Problem statement: Go through the lines below and copy each one that holds the string "Foundry".

Saved entries
use std::fs;
use std::path::Path;

use folio_rs::commands::{generate, init};
use folio_rs::Folio;
use tempfile::TempDir;

const CONFIG: &str = r#"title: Test Folio
author: Jane Roe
projects:
  display_limit: 2
certificates:
  display_limit: 2
"#;

fn write(base: &Path, relative: &str, content: &str) {
    let path = base.join(relative);
    fs::create_dir_all(path.parent().unwrap()).unwrap();
    fs::write(path, content).unwrap();
}

fn project(base: &Path, name: &str, date: &str, tech: &[&str]) {
    let tech: String = tech.iter().map(|t| format!("  - '{}'\n", t)).collect();
    write(
        base,
        &format!("content/projects/{}.md", name),
        &format!(
            "---\ndate: '{}'\ntitle: {}\ntech:\n{}---\n\nAbout {}.\n",
            date, name, tech, name
        ),
    );
}

fn certificate(base: &Path, name: &str, date: &str, company: Option<&str>) {
    let company = company
        .map(|c| format!("company: {}\n", c))
        .unwrap_or_default();
    write(
        base,
        &format!("content/certificates/{}.md", name),
        &format!("---\ndate: '{}'\ntitle: {}\n{}---\n", date, name, company),
    );
}

fn sample_site(config: &str) -> TempDir {
    let dir = TempDir::new().unwrap();
    let base = dir.path();
    write(base, "_config.yml", config);

    project(base, "Compiler", "2023-06-01", &["Rust", "C++"]);
    project(base, "Dashboard", "2022-02-01", &["TypeScript"]);
    project(base, "Scheduler", "2021-09-01", &["Rust"]);

    certificate(base, "Kubernetes", "2023-05-30", Some("CNCF"));
    certificate(base, "Terraform", "2023-01-15", Some("HashiCorp"));
    certificate(base, "Docker", "2022-04-02", Some("Docker Inc"));
    certificate(base, "Networking", "2021-11-20", None);
    certificate(base, "Linux", "2021-03-03", Some("LPI"));

    write(base, "static/img/avatar.png", "png");
    dir
}

fn read(base: &Path, relative: &str) -> String {
    fs::read_to_string(base.join("public").join(relative)).unwrap()
}

#[test]
fn test_generate_writes_every_page() {
    let site = sample_site(CONFIG);
    let folio = Folio::new(site.path()).unwrap();
    let catalog = generate::build(&folio).unwrap();
    assert_eq!(catalog.projects.len(), 3);
    assert_eq!(catalog.certificates.len(), 5);

    let public = site.path().join("public");
    for page in [
        "index.html",
        "projects/index.html",
        "tech/rust/index.html",
        "tech/typescript/index.html",
        "tech/c-plus-plus/index.html",
        "archive/index.html",
        "records.json",
        "img/avatar.png",
    ] {
        assert!(public.join(page).exists(), "missing {}", page);
    }
}

#[test]
fn test_home_page_is_collapsed() {
    let site = sample_site(CONFIG);
    let folio = Folio::new(site.path()).unwrap();
    generate::run(&folio).unwrap();

    let index = read(site.path(), "index.html");
    assert!(index.contains("Compiler"));
    assert!(index.contains("Dashboard"));
    assert!(!index.contains("Scheduler"));
    assert!(index.contains("Show More"));
    assert!(index.contains("Rust (2)"));

    // Two of five certificates are shown before the archive link
    assert!(index.contains("Kubernetes"));
    assert!(!index.contains("Linux"));
    assert!(index.contains("Show other 3 certificates..."));
    assert!(index.contains("data-reveal"));
}

#[test]
fn test_projects_and_tech_pages() {
    let site = sample_site(CONFIG);
    let folio = Folio::new(site.path()).unwrap();
    generate::run(&folio).unwrap();

    let all = read(site.path(), "projects/index.html");
    assert!(all.contains("Scheduler"));
    assert!(all.contains("Show Less"));

    let rust = read(site.path(), "tech/rust/index.html");
    assert!(rust.contains("2 of 3 projects use Rust"));
    assert!(rust.contains("Compiler"));
    assert!(rust.contains("Scheduler"));
    assert!(!rust.contains("Dashboard"));
    assert!(rust.contains("tech-filter-item selected"));
}

#[test]
fn test_archive_has_year_dividers() {
    let site = sample_site(CONFIG);
    let folio = Folio::new(site.path()).unwrap();
    generate::run(&folio).unwrap();

    let archive = read(site.path(), "archive/index.html");
    assert!(archive.contains("5 certificates and counting ..."));
    assert!(archive.contains("<span class=\"overline\">2022</span>"));
    assert!(archive.contains("<span class=\"overline\">2021</span>"));
    // The newest year never opens a divider
    assert!(!archive.contains("<span class=\"overline\">2023</span>"));
    assert_eq!(archive.matches("divider-row").count(), 2);
    // Missing issuer falls back to a dash
    assert!(archive.contains("<span>\u{2014}</span>"));
}

#[test]
fn test_records_json() {
    let site = sample_site(CONFIG);
    let folio = Folio::new(site.path()).unwrap();
    generate::run(&folio).unwrap();

    let json: serde_json::Value = serde_json::from_str(&read(site.path(), "records.json")).unwrap();
    assert_eq!(json["projects"]["displayLimit"], 2);
    assert_eq!(json["projects"]["records"].as_array().unwrap().len(), 3);
    assert_eq!(json["projects"]["tags"][0]["name"], "Rust");
    assert_eq!(json["projects"]["tags"][0]["count"], 2);
    assert_eq!(json["certificates"]["records"].as_array().unwrap().len(), 5);
}

#[test]
fn test_reduced_motion_drops_reveal_hooks() {
    let config = format!("{}reduced_motion: true\n", CONFIG);
    let site = sample_site(&config);
    let folio = Folio::new(site.path()).unwrap();
    generate::run(&folio).unwrap();

    for page in ["index.html", "projects/index.html", "archive/index.html"] {
        let html = read(site.path(), page);
        assert!(!html.contains("data-reveal"), "{} still has reveal hooks", page);
    }
    let all = read(site.path(), "projects/index.html");
    assert_eq!(all.matches("transition-delay: 0ms").count(), 3);
}

#[test]
fn test_malformed_date_fails_the_build() {
    let site = sample_site(CONFIG);
    write(
        site.path(),
        "content/projects/broken.md",
        "---\ndate: 'someday'\ntitle: Broken\n---\n",
    );
    let folio = Folio::new(site.path()).unwrap();

    let err = generate::build(&folio).unwrap_err();
    assert!(format!("{:#}", err).contains("someday"));
}

#[test]
fn test_generate_initialized_site() {
    let dir = TempDir::new().unwrap();
    init::init_site(dir.path()).unwrap();

    let folio = Folio::new(dir.path()).unwrap();
    generate::run(&folio).unwrap();

    let index = read(dir.path(), "index.html");
    assert!(index.contains("Hello Portfolio"));
    assert!(index.contains("Getting Started"));
    assert!(!index.contains("Show other"));
    assert!(dir.path().join("public/tech/markdown/index.html").exists());

    folio.clean().unwrap();
    assert!(!dir.path().join("public").exists());
}

/// Generated HTML with `/` unescaped, so hrefs can be compared literally
fn read_decoded(base: &Path, relative: &str) -> String {
    read(base, relative).replace("&#x2F;", "/")
}

#[test]
fn test_case_distinct_tags_get_their_own_pages() {
    let dir = TempDir::new().unwrap();
    let base = dir.path();
    write(base, "_config.yml", "title: Tags\nurl: https://folio.example\n");
    project(base, "Foundry", "2023-01-01", &["Rust"]);
    project(base, "Quarry", "2022-01-01", &["rust"]);

    let folio = Folio::new(base).unwrap();
    generate::run(&folio).unwrap();

    let upper = read(base, "tech/rust/index.html");
    assert!(upper.contains("Foundry"));
    assert!(!upper.contains("Quarry"));

    let lower = read_decoded(base, "tech/rust-2/index.html");
    assert!(lower.contains("Quarry"));
    assert!(!lower.contains("Foundry"));
    // The other tag's filter leads to its own page, not back to this one
    assert!(lower.contains(r#"href="/tech/rust/" data-tag="Rust""#));
    assert!(lower.contains(r#"<link rel="canonical" href="https://folio.example/tech/rust-2/">"#));

    let index = read_decoded(base, "index.html");
    assert!(index.contains(r#"href="/tech/rust-2/" data-tag="rust""#));
    assert!(index.contains(r#"<link rel="canonical" href="https://folio.example/">"#));
}
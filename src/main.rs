use clap::Parser;
use montuno::api::{generate_with, render, status_message};
use montuno::config::{GenerateOptions, RawOptions};
use montuno::midi::write_midi;
use montuno::{MontunoError, ProgressionEntry, Rendered, Voicing};
use serde::Serialize;
use std::fs;
use std::path::{Path, PathBuf};
use std::process;

#[derive(Parser)]
#[command(name = "montuno", about = "Voice a chord progression over a reference MIDI rhythm")]
#[command(version)]
struct Cli {
    /// Progression text, e.g. "Cmaj7 (8) G7 (10) Am7"
    progression: Option<String>,

    /// Read the progression from a file instead
    #[arg(short, long, conflicts_with = "progression")]
    file: Option<PathBuf>,

    /// Reference MIDI file supplying the rhythm
    #[arg(short, long)]
    reference: PathBuf,

    /// Output path (default: <reference>_montuno.mid next to the reference)
    #[arg(short, long)]
    output: Option<PathBuf>,

    /// Voicing mode
    #[arg(long)]
    mode: Option<String>,

    /// Group reference notes by clave: 2-3 or 3-2
    #[arg(long)]
    clave: Option<String>,

    /// Directives active from the first chord: octaves, double-octaves,
    /// tenths, thirteenths (comma separated)
    #[arg(long)]
    harmonization: Option<String>,

    /// Print the computed voicings as YAML
    #[arg(long)]
    print_voicings: bool,
}

/// One `--print-voicings` entry: the parsed chord with its voicing
#[derive(Serialize)]
struct VoicingReport<'a> {
    #[serde(flatten)]
    entry: &'a ProgressionEntry,
    voicing: &'a Voicing,
    notes: Vec<String>,
}

fn main() {
    env_logger::Builder::from_env(env_logger::Env::default().default_filter_or("warn")).init();

    let cli = Cli::parse();
    match run(&cli) {
        Ok(status) => println!("{}", status),
        Err(e) => {
            eprintln!("{}", e);
            process::exit(1);
        }
    }
}

fn run(cli: &Cli) -> Result<String, MontunoError> {
    let source = match (&cli.progression, &cli.file) {
        (Some(text), _) => text.clone(),
        (None, Some(path)) => fs::read_to_string(path).map_err(|e| {
            MontunoError::ConfigError(format!("Error reading '{}': {}", path.display(), e))
        })?,
        (None, None) => {
            return Err(MontunoError::ConfigError(
                "No progression given: pass it as an argument or with --file".to_string(),
            ))
        }
    };

    let mut options = GenerateOptions::from_source(&source)?;
    options.apply(&RawOptions {
        mode: cli.mode.clone(),
        clave: cli.clave.clone(),
        harmonization: cli.harmonization.clone(),
        ..RawOptions::default()
    })?;

    let output = cli
        .output
        .clone()
        .unwrap_or_else(|| default_output(&cli.reference));

    if !cli.print_voicings {
        return generate_with(options.mode.mode(), &source, &cli.reference, &output, &options);
    }

    let reference = fs::read(&cli.reference).map_err(|e| {
        MontunoError::UnreadableReference(format!("{}: {}", cli.reference.display(), e))
    })?;
    let rendered = render(options.mode.mode(), &source, &reference, &options)?;

    match serde_yaml::to_string(&build_report(&rendered)) {
        Ok(yaml) => print!("{}", yaml),
        Err(e) => eprintln!("Could not print voicings: {}", e),
    }

    write_midi(&output, &rendered.bytes)?;
    Ok(status_message(&output))
}

fn build_report(rendered: &Rendered) -> Vec<VoicingReport<'_>> {
    rendered
        .entries
        .iter()
        .zip(&rendered.voicings)
        .map(|(entry, voicing)| VoicingReport {
            entry,
            voicing,
            notes: voicing.note_names(),
        })
        .collect()
}

/// `song.mid` -> `song_montuno.mid` in the same directory
fn default_output(reference: &Path) -> PathBuf {
    let stem = reference
        .file_stem()
        .map(|s| s.to_string_lossy().into_owned())
        .unwrap_or_else(|| "reference".to_string());
    reference.with_file_name(format!("{}_montuno.mid", stem))
}
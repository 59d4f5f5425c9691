//! Harmonic modes
//!
//! A mode decides how progression text is read and how each chord is voiced.
//! Modes register as a [`ModeKind`] variant; the pipeline only ever talks to
//! the [`Mode`] trait, so adding a mode never touches the pipeline itself.

use crate::directive::DirectiveSet;
use crate::error::MontunoError;
use crate::parser::{self, ProgressionEntry};
use crate::voicing::{self, Voicing, VoicingContext};

pub trait Mode {
    /// Display name, e.g. `Traditional`
    fn name(&self) -> &'static str;

    fn parse_progression(
        &self,
        source: &str,
        initial: DirectiveSet,
    ) -> Result<Vec<ProgressionEntry>, MontunoError>;

    fn compute_voicing(
        &self,
        entry: &ProgressionEntry,
        previous: Option<&Voicing>,
        context: &VoicingContext,
    ) -> Result<Voicing, MontunoError>;
}

/// Traditional montuno: directive grammar and root-position linked voicings
#[derive(Debug, Clone, Copy, Default)]
pub struct TraditionalMode;

impl Mode for TraditionalMode {
    fn name(&self) -> &'static str {
        "Traditional"
    }

    fn parse_progression(
        &self,
        source: &str,
        initial: DirectiveSet,
    ) -> Result<Vec<ProgressionEntry>, MontunoError> {
        parser::parse_progression(source, initial)
    }

    fn compute_voicing(
        &self,
        entry: &ProgressionEntry,
        previous: Option<&Voicing>,
        context: &VoicingContext,
    ) -> Result<Voicing, MontunoError> {
        voicing::compute_voicing(entry, previous, context)
    }
}

/// Registered modes
#[derive(Debug, Clone, Copy, PartialEq, Eq, Default)]
pub enum ModeKind {
    #[default]
    Traditional,
}

impl ModeKind {
    pub const ALL: [ModeKind; 1] = [ModeKind::Traditional];

    pub fn mode(self) -> &'static dyn Mode {
        match self {
            ModeKind::Traditional => &TraditionalMode,
        }
    }

    /// Look a mode up by name, case-insensitively
    pub fn from_name(name: &str) -> Option<Self> {
        Self::ALL
            .into_iter()
            .find(|kind| kind.mode().name().eq_ignore_ascii_case(name.trim()))
    }
}
//! # Error Types
//!
//! Every failure the generator can produce is a variant of [`MontunoError`].
//! Errors propagate unchanged from the component that raised them up to
//! [`generate`](crate::generate), where their `Display` text becomes the status
//! message shown to the user.
//!
//! ## Error Types
//! - `MalformedToken` - a parenthesized token that is not a known directive
//! - `EmptyProgression` - the progression text holds no chord symbols
//! - `UnrecognizedChordSymbol` - a chord token that cannot be parsed
//! - `UnknownInterval` - an interval name missing from the interval table
//! - `ReferenceTooShort` - the reference has fewer chord slots than chords
//! - `UnreadableReference` - the reference is missing or not a valid MIDI file
//! - `WriteError` - the output file could not be written
//! - `ConfigError` - invalid front matter or generation options
//!
//! ## Usage
//! ```rust,ignore
//! use montuno::{generate, MontunoError};
//!
//! match generate("Cmaj7 G7", "ref.mid", "out.mid") {
//!     Ok(status) => println!("{}", status),
//!     Err(MontunoError::MalformedToken { line, column, token }) => {
//!         eprintln!("Bad directive {} at {}:{}", token, line, column);
//!     }
//!     Err(e) => eprintln!("Error: {}", e),
//! }
//! ```

use thiserror::Error;

#[derive(Error, Debug, Clone, PartialEq)]
pub enum MontunoError {
    /// A parenthesized token that is not one of `(8)`, `(15)`, `(10)`, `(13)`.
    ///
    /// # Example
    /// ```
    /// # use montuno::MontunoError;
    /// let err = MontunoError::MalformedToken {
    ///     line: 1,
    ///     column: 1,
    ///     token: "(9)".to_string(),
    /// };
    /// assert_eq!(
    ///     err.to_string(),
    ///     "Malformed token '(9)' at line 1, column 1: expected (8), (15), (10) or (13)"
    /// );
    /// ```
    #[error("Malformed token '{token}' at line {line}, column {column}: expected (8), (15), (10) or (13)")]
    MalformedToken {
        line: usize,
        column: usize,
        token: String,
    },

    #[error("The progression contains no chords")]
    EmptyProgression,

    #[error("Unrecognized chord symbol: {0}")]
    UnrecognizedChordSymbol(String),

    #[error("Unknown interval: {0}")]
    UnknownInterval(String),

    /// The reference yields fewer chord slots than the progression has chords.
    #[error("Reference MIDI is too short: {needed} chords need {needed} slots, found {found}")]
    ReferenceTooShort { needed: usize, found: usize },

    #[error("Unreadable reference MIDI: {0}")]
    UnreadableReference(String),

    #[error("Could not write '{path}': {message}")]
    WriteError { path: String, message: String },

    #[error("Invalid options: {0}")]
    ConfigError(String),
}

Result for this exercise:
    project(base, "Foundry", "2023-01-01", &["Rust"]);
    assert!(upper.contains("Foundry"));
    assert!(!lower.contains("Foundry"));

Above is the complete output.